W ich miejsce pozyskano Holendrów Marciano Brumę i Giovanniego Vemba Duarte, Chorwatów Ante Rozicia i Denisa Glavinę, Niemca Emila Nolla, Mirka Ivanovskiego z Macedonii oraz Pawła Zawistowskiego z Jagiellonii Białystok i króla strzelców pomorskiej 3. ligi, autora 24 bramek Rafała Siemaszko z Orkana Rumia. Z nowych zawodników aż sześciu może liczyć na grę w podstawowym składzie.

W wyjściowej "11" przewagę będą mieć obcokrajowcy - powinni się w niej znaleźć Bruma, Rozić, Noll, Glavina, Ivanovski i Miroslav Bożok, którym będą towarzyszyć Zawistowski oraz Norbert Witkowski, Maciej Szmatiuk, Marcin Budziński i Filip Burkhardt.

Trener Dariusz Pasieka bardzo szybko skompletował nową obroną, ale miał problemy ze znalezieniem wartościowego napastnika. Z Arką pożegnali się bowiem zawodnicy, którzy w poprzednim sezonie strzelili aż 20 z 28 zdobytych bramek. W Gdyni spore nadzieje pokładają zwłaszcza w reprezentancie macedońskiej młodzieżówki Ivanovskim, którego pozyskano rzutem na taśmę i podpisano z nim dwuletni kontrakt.
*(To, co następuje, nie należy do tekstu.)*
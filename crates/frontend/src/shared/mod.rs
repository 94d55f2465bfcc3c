pub mod api_client;
pub mod api_utils;
pub mod components;
pub mod export;
pub mod icons;
pub mod list_utils;
pub mod notifications;
pub mod page_frame;
pub mod page_standard;
pub mod reference_options;
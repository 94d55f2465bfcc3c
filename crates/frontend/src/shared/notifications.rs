use contracts::shared::api_error::ApiError;
use gloo_timers::future::TimeoutFuture;
use leptos::prelude::*;
use leptos::task::spawn_local;

use super::icons::icon;

/// Время показа уведомления
const AUTO_DISMISS_MS: u32 = 5_000;

#[derive(Debug, Clone, Copy, PartialEq, Eq)]
pub enum NoticeKind {
    Error,
    Success,
}

impl NoticeKind {
    fn class(self) -> &'static str {
        match self {
            Self::Error => "snackbar snackbar--error",
            Self::Success => "snackbar snackbar--success",
        }
    }
}

#[derive(Debug, Clone, PartialEq, Eq)]
pub struct Notice {
    pub id: u64,
    pub kind: NoticeKind,
    pub message: String,
}

/// Сервис snackbar-уведомлений (через context, как ModalService)
#[derive(Clone, Copy)]
pub struct NotificationService {
    notices: RwSignal<Vec<Notice>>,
    next_id: StoredValue<u64>,
}

impl NotificationService {
    pub fn new() -> Self {
        Self {
            notices: RwSignal::new(Vec::new()),
            next_id: StoredValue::new(1),
        }
    }

    pub fn error(&self, message: impl Into<String>) {
        self.push(NoticeKind::Error, message.into());
    }

    pub fn success(&self, message: impl Into<String>) {
        self.push(NoticeKind::Success, message.into());
    }

    pub fn api_error(&self, err: &ApiError) {
        self.error(err.user_message());
    }

    pub fn dismiss(&self, id: u64) {
        // сервис может пережить уведомления, но не наоборот
        let _ = self.notices.try_update(|list| list.retain(|n| n.id != id));
    }

    pub fn notices(&self) -> Signal<Vec<Notice>> {
        self.notices.into()
    }

    fn push(&self, kind: NoticeKind, message: String) {
        let id = self.next_id.get_value();
        self.next_id.set_value(id + 1);
        match kind {
            NoticeKind::Error => log::error!("{}", message),
            NoticeKind::Success => log::info!("{}", message),
        }
        self.notices.update(|list| list.push(Notice { id, kind, message }));

        let this = *self;
        spawn_local(async move {
            TimeoutFuture::new(AUTO_DISMISS_MS).await;
            this.dismiss(id);
        });
    }
}

impl Default for NotificationService {
    fn default() -> Self {
        Self::new()
    }
}

pub fn use_notifications() -> NotificationService {
    use_context::<NotificationService>().expect("NotificationService not found")
}

/// Стек уведомлений в правом нижнем углу
#[component]
pub fn Snackbar() -> impl IntoView {
    let service = use_notifications();

    view! {
        <div class="snackbar-stack">
            <For
                each=move || service.notices().get()
                key=|notice| notice.id
                children=move |notice| {
                    let id = notice.id;
                    view! {
                        <div class=notice.kind.class() role="status">
                            <span class="snackbar__message">{notice.message}</span>
                            <button
                                class="snackbar__close"
                                title="Close"
                                on:click=move |_| service.dismiss(id)
                            >
                                {icon("x")}
                            </button>
                        </div>
                    }
                }
            />
        </div>
    }
}
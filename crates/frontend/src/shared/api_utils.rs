//! API utilities for frontend-backend communication
//!
//! Two bases are in play: the ERP REST API that serves all business data,
//! and our own backend (download proxy) on port 3000.

/// Base URL of our backend server
///
/// Constructs the URL from the current window location, using port 3000.
///
/// # Returns
/// - URL like "http://localhost:3000" or "https://example.com:3000"
/// - Empty string if window is not available
pub fn api_base() -> String {
    let window = match web_sys::window() {
        Some(w) => w,
        None => return String::new(),
    };
    let location = window.location();
    let protocol = location.protocol().unwrap_or_else(|_| "http:".to_string());
    let hostname = location
        .hostname()
        .unwrap_or_else(|_| "127.0.0.1".to_string());
    format!("{}//{}:3000", protocol, hostname)
}

/// Build a full backend URL from a path
pub fn api_url(path: &str) -> String {
    format!("{}{}", api_base(), path)
}

/// Base URL of the ERP API.
///
/// Set at build time through `ERP_API_BASE`; without it requests go to the
/// page's own origin.
pub fn erp_api_base() -> String {
    erp_base_from(option_env!("ERP_API_BASE"))
}

fn erp_base_from(configured: Option<&str>) -> String {
    configured
        .map(|base| base.trim().trim_end_matches('/').to_string())
        .unwrap_or_default()
}

/// Full ERP URL for an `/api/...` path
pub fn erp_url(path: &str) -> String {
    format!("{}{}", erp_api_base(), path)
}

#[cfg(test)]
mod tests {
    use super::*;

    #[test]
    fn erp_base_strips_trailing_slash() {
        assert_eq!(erp_base_from(Some("https://erp.example.com/")), "https://erp.example.com");
        assert_eq!(erp_base_from(Some(" https://erp.example.com ")), "https://erp.example.com");
        assert_eq!(erp_base_from(None), "");
    }
}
W okresie przygotowawczym gdynianie byli na jednym zgrupowaniu w austriackiej miejscowości Maria Alm i w sumie rozegrali siedem sparingów. Pokonali po 3:0 Karlsruher SC, Cartusię Kartuzy i Lecha Rypin, wygrali 9:1 z TSV Bad Reichenhall oraz 1:0 z angielskim Notts County, zremisowali 2:2 z Orkanem Rumia i przegrali 1:2 z Olimpią Grudziądz.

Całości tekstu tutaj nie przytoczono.